Much of the beauty of online communication is in the immediate interaction. Who even remembers the days when your response to a column in a newspaper required a handwritten letter, envelope, stamp and a post office… With technological advancement came the opportunity for immediacy, but does that imply better efficiency?
We all like things to work. Some might be more patient than others, but we all count on cars, computers and phones (and of course wifi!) to work. They enable us to do our jobs, live our lives. We’ve become used to immediate satisfaction and there’s no time to just be idle. You can pay your bills while waiting in line. For that matter, you don’t even have to stand in line at the supermarket anymore… order online and get delivery within the hour! The time spent on grocery shopping or queuing in the bank can now be used more productively – or on Facebook…
The ability to do things immediately, to send that email while waiting for your doctor’s appointment, to read the headlines while walking to your car, definitely improves productivity, but it also robs us of something valuable. We don’t allow ourselves time anymore. Even if it is just time to think. But has our need for speed robbed us of our senses?
When you still had to write and mail that letter in reaction to a newspaper column, you had time to think. By the time you had your opinion penned down, you probably bounced it with someone and reconsidered your arguments.

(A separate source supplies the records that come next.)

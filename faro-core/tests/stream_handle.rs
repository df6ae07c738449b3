use faro_core::stream::StreamHandle;

#[tokio::test(flavor = "multi_thread")]
async fn streamhandle_stop_graceful() {
    let (stop_tx, stop_rx) = tokio::sync::oneshot::channel::<()>();
    let (done_tx, done_rx) = tokio::sync::oneshot::channel::<()>();

    let task = tokio::spawn(async move {
        // Wait for stop signal, then signal completion
        let _ = stop_rx.await;
        let _ = done_tx.send(());
    });

    let handle = StreamHandle::new(task, stop_tx);
    handle.stop().await; // should await task completion

    // Verify the task completed due to graceful stop, not abort
    let _ = tokio::time::timeout(std::time::Duration::from_millis(100), done_rx)
        .await
        .expect("task did not complete after stop()");
}

#[tokio::test(flavor = "multi_thread")]
async fn streamhandle_drop_aborts_task() {
    let (stop_tx, _stop_rx) = tokio::sync::oneshot::channel::<()>();

    let task = tokio::spawn(async move {
        // Ignores the stop signal entirely; only abort can end it.
        std::future::pending::<()>().await;
    });
    let probe = task.abort_handle();

    let handle = StreamHandle::new(task, stop_tx);
    drop(handle);

    tokio::time::timeout(std::time::Duration::from_millis(200), async {
        while !probe.is_finished() {
            tokio::task::yield_now().await;
        }
    })
    .await
    .expect("dropping the handle should abort the task");
}

#[tokio::test(flavor = "multi_thread")]
async fn streamhandle_is_finished_tracks_task() {
    let (stop_tx, stop_rx) = tokio::sync::oneshot::channel::<()>();
    let task = tokio::spawn(async move {
        let _ = stop_rx.await;
    });

    let handle = StreamHandle::new(task, stop_tx);
    assert!(!handle.is_finished());
    handle.stop().await;
}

Thinking, testing and reconsidering, I am afraid, are three very neglected actions in our world of online communication. Don’t get me wrong. I don’t want to go back to snail mail or bank queues. I am, however, worried that we often hit that send or post button way too quickly…

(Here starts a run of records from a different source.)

use std::sync::Arc;
use std::time::Duration;

use async_trait::async_trait;
use chrono::{DateTime, Utc};

use faro_core::{
    Beacon, BeaconClient, BeaconInfo, BeaconStream, BeaconVerifier, Endpoint, FaroError,
    LATEST_ROUND, RandomnessVerifier, Watcher,
};
use faro_http::HttpEndpoint;
use faro_middleware::{CachingClient, FailoverWatcher, LatencyClient, RoundCache};

use crate::aggregator::WatchAggregator;
use crate::prioritize::{PrioritizingClient, RaceConfig};

/// Default bound on the local beacon cache.
pub const DEFAULT_CACHE_SIZE: usize = 32;

/// Constructor for a custom push watcher, invoked once the chain identity is
/// resolved. Receives the shared round cache so a watcher implementation can
/// keep it warm itself if it wants to.
pub type WatcherCtor =
    Box<dyn FnOnce(&BeaconInfo, Arc<RoundCache>) -> Result<Arc<dyn Watcher>, FaroError> + Send>;

/// Substitutes the watch path of a client with a custom push watcher while
/// keeping its fetch path.
struct WatcherClient {
    inner: Arc<dyn BeaconClient>,
    watcher: Arc<dyn Watcher>,
}

#[async_trait]
impl BeaconClient for WatcherClient {
    async fn fetch(&self, round: u64) -> Result<Beacon, FaroError> {
        self.inner.fetch(round).await
    }

    async fn watch(&self) -> Result<BeaconStream, FaroError> {
        self.watcher.watch().await
    }

    fn info(&self) -> &BeaconInfo {
        self.inner.info()
    }

    async fn close(&self) -> Result<(), FaroError> {
        self.inner.close().await
    }
}

/// The assembled beacon client.
///
/// Construction-time composition, bottom to top: endpoints, the prioritizing
/// racer, an optional custom watcher, the cache, the failover watcher, the
/// watch aggregator, and optionally the latency observer. The ordering is a
/// contract: failover wraps above caching so substituted values are cached,
/// and the aggregator sits above failover so every subscriber gets the same
/// safety net.
#[derive(Clone)]
pub struct Faro {
    inner: Arc<dyn BeaconClient>,
}

impl std::fmt::Debug for Faro {
    fn fmt(&self, f: &mut std::fmt::Formatter<'_>) -> std::fmt::Result {
        f.debug_struct("Faro").finish_non_exhaustive()
    }
}

impl Faro {
    /// Start building a client.
    ///
    /// Typical usage:
    ///
    /// ```rust,ignore
    /// let client = Faro::builder()
    ///     .http_endpoints(&["https://api.drand.sh", "https://drand.cloudflare.com"])
    ///     .chain_hash(hex::decode("8990e7a9...")?)
    ///     .failover_grace_period(Duration::from_secs(5))
    ///     .build()
    ///     .await?;
    ///
    /// let beacon = client.latest().await?;
    /// ```
    #[must_use]
    pub fn builder() -> FaroBuilder {
        FaroBuilder::new()
    }

    /// Fetch the beacon for `round`; 0 means the most recent round.
    ///
    /// # Errors
    /// Surfaces the wrapped layers' failures, aggregated across endpoints.
    pub async fn fetch(&self, round: u64) -> Result<Beacon, FaroError> {
        self.inner.fetch(round).await
    }

    /// Fetch the most recently produced beacon.
    ///
    /// # Errors
    /// Same failure modes as [`fetch`](Self::fetch).
    pub async fn latest(&self) -> Result<Beacon, FaroError> {
        self.inner.fetch(LATEST_ROUND).await
    }

    /// Open a stream of new beacons; see [`BeaconClient::watch`].
    ///
    /// # Errors
    /// Fails with [`FaroError::Cancelled`] once the client is closed.
    pub async fn watch(&self) -> Result<BeaconStream, FaroError> {
        self.inner.watch().await
    }

    /// The chain identity this client trusts.
    #[must_use]
    pub fn info(&self) -> &BeaconInfo {
        self.inner.info()
    }

    /// The round in effect at `time`. Pure arithmetic, no I/O.
    #[must_use]
    pub fn round_at(&self, time: DateTime<Utc>) -> u64 {
        self.inner.info().round_at(time)
    }

    /// Release every resource: endpoints, the upstream subscription, and all
    /// open streams. Idempotent and safe to call concurrently with in-flight
    /// operations, which fail with [`FaroError::Cancelled`].
    ///
    /// # Errors
    /// Returns the first endpoint release failure, after attempting all.
    pub async fn close(&self) -> Result<(), FaroError> {
        self.inner.close().await
    }
}

#[async_trait]
impl BeaconClient for Faro {
    async fn fetch(&self, round: u64) -> Result<Beacon, FaroError> {
        self.inner.fetch(round).await
    }

    async fn watch(&self) -> Result<BeaconStream, FaroError> {
        self.inner.watch().await
    }

    fn info(&self) -> &BeaconInfo {
        self.inner.info()
    }

    async fn close(&self) -> Result<(), FaroError> {
        self.inner.close().await
    }
}

/// Builder for a [`Faro`] client.
///
/// All validation happens in [`build`](Self::build) before any endpoint is
/// constructed or any network call is made; an invalid combination is a
/// [`FaroError::Config`] and nothing else runs.
pub struct FaroBuilder {
    urls: Vec<String>,
    insecure_urls: Vec<String>,
    endpoints: Vec<Arc<dyn Endpoint>>,
    chain_hash: Option<Vec<u8>>,
    chain_info: Option<BeaconInfo>,
    transport: Option<reqwest::Client>,
    cache_size: usize,
    failover_grace: Duration,
    watcher: Option<WatcherCtor>,
    auto_watch: bool,
    latency_metrics: bool,
    verifier: Option<Arc<dyn BeaconVerifier>>,
    race: RaceConfig,
}

impl Default for FaroBuilder {
    fn default() -> Self {
        Self::new()
    }
}

impl FaroBuilder {
    /// Create a builder with defaults: 32-entry cache, failover disabled,
    /// no auto-watch, no metrics, 5s endpoint timeout, 500ms fan-out stagger.
    #[must_use]
    pub fn new() -> Self {
        Self {
            urls: Vec::new(),
            insecure_urls: Vec::new(),
            endpoints: Vec::new(),
            chain_hash: None,
            chain_info: None,
            transport: None,
            cache_size: DEFAULT_CACHE_SIZE,
            failover_grace: Duration::ZERO,
            watcher: None,
            auto_watch: false,
            latency_metrics: false,
            verifier: None,
            race: RaceConfig::default(),
        }
    }

    /// Add HTTP endpoints whose responses are validated against the
    /// configured root of trust.
    ///
    /// Behavior and trade-offs:
    /// - Registration order is the initial preference order; health
    ///   observations reorder it adaptively afterwards.
    /// - Cannot be combined with [`insecure_http_endpoints`](Self::insecure_http_endpoints)
    ///   in one client.
    #[must_use]
    pub fn http_endpoints(mut self, urls: &[&str]) -> Self {
        self.urls.extend(urls.iter().map(ToString::to_string));
        self
    }

    /// Add HTTP endpoints without any root of trust.
    ///
    /// Behavior and trade-offs:
    /// - The chain identity is taken from the first endpoint that answers,
    ///   unverified. Only suitable when the transport is already trusted.
    /// - Cannot be combined with secure endpoints in one client.
    #[must_use]
    pub fn insecure_http_endpoints(mut self, urls: &[&str]) -> Self {
        self.insecure_urls
            .extend(urls.iter().map(ToString::to_string));
        self
    }

    /// Register a pre-built endpoint (a custom transport, or a mock in
    /// tests). Participates in racing and health tracking like any other.
    #[must_use]
    pub fn with_endpoint(mut self, endpoint: Arc<dyn Endpoint>) -> Self {
        self.endpoints.push(endpoint);
        self
    }

    /// Root trust in a chain hash; the full identity is fetched from the
    /// endpoints and checked against it.
    #[must_use]
    pub fn chain_hash(mut self, hash: Vec<u8>) -> Self {
        self.chain_hash = Some(hash);
        self
    }

    /// Root trust in a full chain identity; no identity fetch is needed.
    #[must_use]
    pub fn chain_info(mut self, info: BeaconInfo) -> Self {
        self.chain_info = Some(info);
        self
    }

    /// Share a preconfigured HTTP client (proxies, TLS settings, timeouts)
    /// across every URL-built endpoint.
    #[must_use]
    pub fn transport(mut self, client: reqwest::Client) -> Self {
        self.transport = Some(client);
        self
    }

    /// Bound on the local beacon cache; 0 disables local storage entirely
    /// (request coalescing still applies). Default 32.
    #[must_use]
    pub const fn cache_size(mut self, entries: usize) -> Self {
        self.cache_size = entries;
        self
    }

    /// Enable push-to-poll failover: when no beacon has arrived this long
    /// past the next round's expected time, the watcher substitutes an
    /// explicit fetch. Zero (the default) disables the layer.
    ///
    /// Behavior and trade-offs:
    /// - A short grace period fills gaps quickly but risks duplicate load
    ///   when the beacon is merely jittery; one period is a sane floor.
    #[must_use]
    pub const fn failover_grace_period(mut self, grace: Duration) -> Self {
        self.failover_grace = grace;
        self
    }

    /// Substitute the push subscription with a custom watcher, constructed
    /// once the chain identity is resolved. The watcher receives the shared
    /// round cache.
    #[must_use]
    pub fn with_watcher<F>(mut self, ctor: F) -> Self
    where
        F: FnOnce(&BeaconInfo, Arc<RoundCache>) -> Result<Arc<dyn Watcher>, FaroError>
            + Send
            + 'static,
    {
        self.watcher = Some(Box::new(ctor));
        self
    }

    /// Keep a background subscription open even with zero watchers, so new
    /// rounds land in the cache before anyone asks for them.
    #[must_use]
    pub const fn auto_watch(mut self) -> Self {
        self.auto_watch = true;
        self
    }

    /// Record delivery-latency histograms through the `metrics` facade.
    ///
    /// Requires an identity that can be pinned before any network call (a
    /// chain hash or full chain info); otherwise construction fails.
    #[must_use]
    pub const fn latency_metrics(mut self) -> Self {
        self.latency_metrics = true;
        self
    }

    /// Override beacon verification (e.g. plug in full signature checks).
    #[must_use]
    pub fn verifier(mut self, verifier: Arc<dyn BeaconVerifier>) -> Self {
        self.verifier = Some(verifier);
        self
    }

    /// Bound applied to each individual endpoint call during racing.
    #[must_use]
    pub const fn endpoint_timeout(mut self, timeout: Duration) -> Self {
        self.race.endpoint_timeout = timeout;
        self
    }

    /// Head start the preferred endpoint gets before the next one joins the
    /// race. Zero fans out to every endpoint at once.
    #[must_use]
    pub const fn fan_out_stagger(mut self, stagger: Duration) -> Self {
        self.race.fan_out_stagger = stagger;
        self
    }

    fn validate(&self) -> Result<(), FaroError> {
        if self.urls.is_empty() && self.insecure_urls.is_empty() && self.endpoints.is_empty() {
            return Err(FaroError::config(
                "no endpoints configured; add at least one via http_endpoints(...) or with_endpoint(...)",
            ));
        }
        if !self.urls.is_empty() && !self.insecure_urls.is_empty() {
            return Err(FaroError::config(
                "cannot mix secure and insecure endpoints in one client",
            ));
        }
        let insecure = !self.insecure_urls.is_empty();
        if !insecure && self.chain_hash.is_none() && self.chain_info.is_none() {
            return Err(FaroError::config(
                "no root of trust; provide a chain hash, full chain info, or opt into insecure endpoints",
            ));
        }
        if let (Some(hash), Some(info)) = (&self.chain_hash, &self.chain_info)
            && *hash != info.hash
        {
            return Err(FaroError::config(
                "chain hash does not match the supplied chain info",
            ));
        }
        if self.latency_metrics && self.chain_hash.is_none() && self.chain_info.is_none() {
            return Err(FaroError::config(
                "latency metrics require a known chain identity",
            ));
        }
        Ok(())
    }

    /// Resolve the chain identity: an explicit one wins, otherwise the
    /// endpoints are asked in order and (when a hash is pinned) checked
    /// against it. A mismatching endpoint counts as failed and the next one
    /// is tried.
    async fn resolve_info(&self, endpoints: &[Arc<dyn Endpoint>]) -> Result<BeaconInfo, FaroError> {
        if let Some(info) = &self.chain_info {
            return Ok(info.clone());
        }
        let mut errors = Vec::new();
        for endpoint in endpoints {
            match endpoint.chain_info().await {
                Ok(info) => {
                    if let Some(hash) = &self.chain_hash
                        && info.hash != *hash
                    {
                        errors.push(FaroError::invalid_beacon(
                            endpoint.name(),
                            "chain info does not match the trusted chain hash",
                        ));
                        continue;
                    }
                    return Ok(info);
                }
                Err(e) => errors.push(e),
            }
        }
        Err(FaroError::AllEndpointsFailed(errors))
    }

    /// Validate the configuration and assemble the client.
    ///
    /// # Errors
    /// `Config` for an invalid option combination (checked before any network
    /// activity); endpoint failures when the chain identity has to be fetched
    /// and no endpoint can provide one.
    pub async fn build(mut self) -> Result<Faro, FaroError> {
        self.validate()?;

        let mut endpoints = std::mem::take(&mut self.endpoints);
        let transport = self.transport.take().unwrap_or_default();
        for url in self.urls.iter().chain(self.insecure_urls.iter()) {
            endpoints.push(Arc::new(HttpEndpoint::with_client(url, transport.clone())?));
        }

        let info = self.resolve_info(&endpoints).await?;
        let verifier = self
            .verifier
            .take()
            .unwrap_or_else(|| Arc::new(RandomnessVerifier));

        let mut client: Arc<dyn BeaconClient> = Arc::new(PrioritizingClient::new(
            endpoints,
            info.clone(),
            verifier,
            self.race,
        ));

        let cache = Arc::new(RoundCache::new(self.cache_size));
        if let Some(ctor) = self.watcher.take() {
            let watcher = ctor(&info, Arc::clone(&cache))?;
            client = Arc::new(WatcherClient {
                inner: client,
                watcher,
            });
        }
        if self.cache_size > 0 {
            client = Arc::new(CachingClient::new(client, cache));
        }
        if !self.failover_grace.is_zero() {
            client = Arc::new(FailoverWatcher::new(
                client,
                info.clone(),
                self.failover_grace,
            ));
        }

        let aggregator = WatchAggregator::new(client, self.auto_watch);
        if self.auto_watch {
            aggregator.ensure_upstream();
        }
        client = Arc::new(aggregator);

        if self.latency_metrics {
            client = Arc::new(LatencyClient::new(client, info));
        }

        Ok(Faro { inner: client })
    }
}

I’ll take two of my own recent blogs as examples. The Power of Peace was a blog in reaction to the passing of former president, FW de Klerk, but the focus was on the Nobel Peace Prize and the various types of peacemakers that it recognises. Is there safety in numbers? was about the tourist town of Franschhoek and its efforts to save its industries and the town’s economy by a vaccination drive that saw more than 80% of its people vaccinated. Of course I love comments and reactions to what I put out there. I enjoy a good argument and a different opinion. Unfortunately, what I learned from most comments was that very few actually took the time to read the blog or at least to consider their response. Facebook even removed one of the blog posts as someone reported it! The content was really not controversial, but it became that because of the comments. A great example of the tail wagging the dog. There’s immediacy in commenting, but nothing really valuable comes from it. For me that is a waste of valuable time.

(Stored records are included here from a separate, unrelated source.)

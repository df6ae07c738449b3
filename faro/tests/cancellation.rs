use std::sync::Arc;
use std::time::Duration;

use faro::{BeaconInfo, Faro, FaroError};
use faro_mock::{MockEndpoint, MockPush, test_info};
use tokio::time::sleep;

fn info() -> BeaconInfo {
    test_info(0, 30)
}

#[tokio::test(flavor = "multi_thread")]
async fn close_preempts_an_in_flight_fetch_with_cancellation() {
    let ep = MockEndpoint::builder()
        .info(info())
        .latest(10)
        .delay(Duration::from_millis(500))
        .build();
    let client = Faro::builder()
        .with_endpoint(Arc::new(ep.clone()))
        .chain_info(info())
        .build()
        .await
        .unwrap();

    let in_flight = {
        let client = client.clone();
        tokio::spawn(async move { client.fetch(5).await })
    };
    sleep(Duration::from_millis(50)).await;

    client.close().await.unwrap();
    let err = in_flight.await.unwrap().unwrap_err();
    assert!(
        matches!(err, FaroError::Cancelled),
        "closure must surface as cancellation, not transport or exhaustion; got {err:?}"
    );
    assert_eq!(ep.close_count(), 1);
}

#[tokio::test(flavor = "multi_thread")]
async fn fetch_after_close_fails_immediately() {
    let ep = MockEndpoint::builder().info(info()).latest(10).build();
    let client = Faro::builder()
        .with_endpoint(Arc::new(ep.clone()))
        .chain_info(info())
        .build()
        .await
        .unwrap();

    client.close().await.unwrap();
    assert!(matches!(
        client.fetch(1).await.unwrap_err(),
        FaroError::Cancelled
    ));
    assert_eq!(ep.fetch_count(), 0);
}

#[tokio::test(flavor = "multi_thread")]
async fn dropping_a_fetch_future_leaves_no_cache_entry() {
    let ep = MockEndpoint::builder()
        .info(info())
        .latest(10)
        .delay(Duration::from_millis(200))
        .build();
    let client = Faro::builder()
        .with_endpoint(Arc::new(ep.clone()))
        .chain_info(info())
        .build()
        .await
        .unwrap();

    let doomed = {
        let client = client.clone();
        tokio::spawn(async move { client.fetch(5).await })
    };
    sleep(Duration::from_millis(30)).await;
    doomed.abort();

    // Nothing was stored by the abandoned call: the retry goes upstream.
    let beacon = client.fetch(5).await.unwrap();
    assert_eq!(beacon.round, 5);
    assert_eq!(ep.fetch_count(), 2);

    client.close().await.unwrap();
}

#[tokio::test(flavor = "multi_thread")]
async fn watch_streams_close_when_the_client_closes() {
    let push = MockPush::new();
    let ep = MockEndpoint::builder()
        .info(info())
        .latest(10)
        .with_push(push.clone())
        .build();
    let client = Faro::builder()
        .with_endpoint(Arc::new(ep))
        .chain_info(info())
        .build()
        .await
        .unwrap();

    let (_handle, mut rx) = client.watch().await.unwrap();
    client.close().await.unwrap();

    assert!(rx.recv().await.is_none());
    assert!(matches!(
        client.watch().await.unwrap_err(),
        FaroError::Cancelled
    ));
}

#[tokio::test(flavor = "multi_thread")]
async fn close_is_idempotent_and_concurrency_safe() {
    let ep = MockEndpoint::builder().info(info()).latest(10).build();
    let client = Faro::builder()
        .with_endpoint(Arc::new(ep.clone()))
        .chain_info(info())
        .build()
        .await
        .unwrap();

    let mut closers = Vec::new();
    for _ in 0..4 {
        let client = client.clone();
        closers.push(tokio::spawn(async move { client.close().await }));
    }
    for closer in closers {
        closer.await.unwrap().unwrap();
    }
    assert_eq!(ep.close_count(), 1);
}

Of course we might not be able to find all the answers within our own thinking. We have to read and listen and watch and learn from those who know more than we do. A lack of critical thinking is dangerous and I’ve written about that before (read more), but a lack of thinking altogether is even worse. Let’s blame it on a lack of time. For many of us, time is the most valuable currency – of which we have too little. But even and perhaps especially, because we have so little, let’s use time wisely. When it comes to thinking and when it comes to doing.
After two really challenging years, we should have learned to be less ignorant and adamant. Let’s rather be more considerate and sensible and think before we speak or hit the post button – even if it takes valuable time.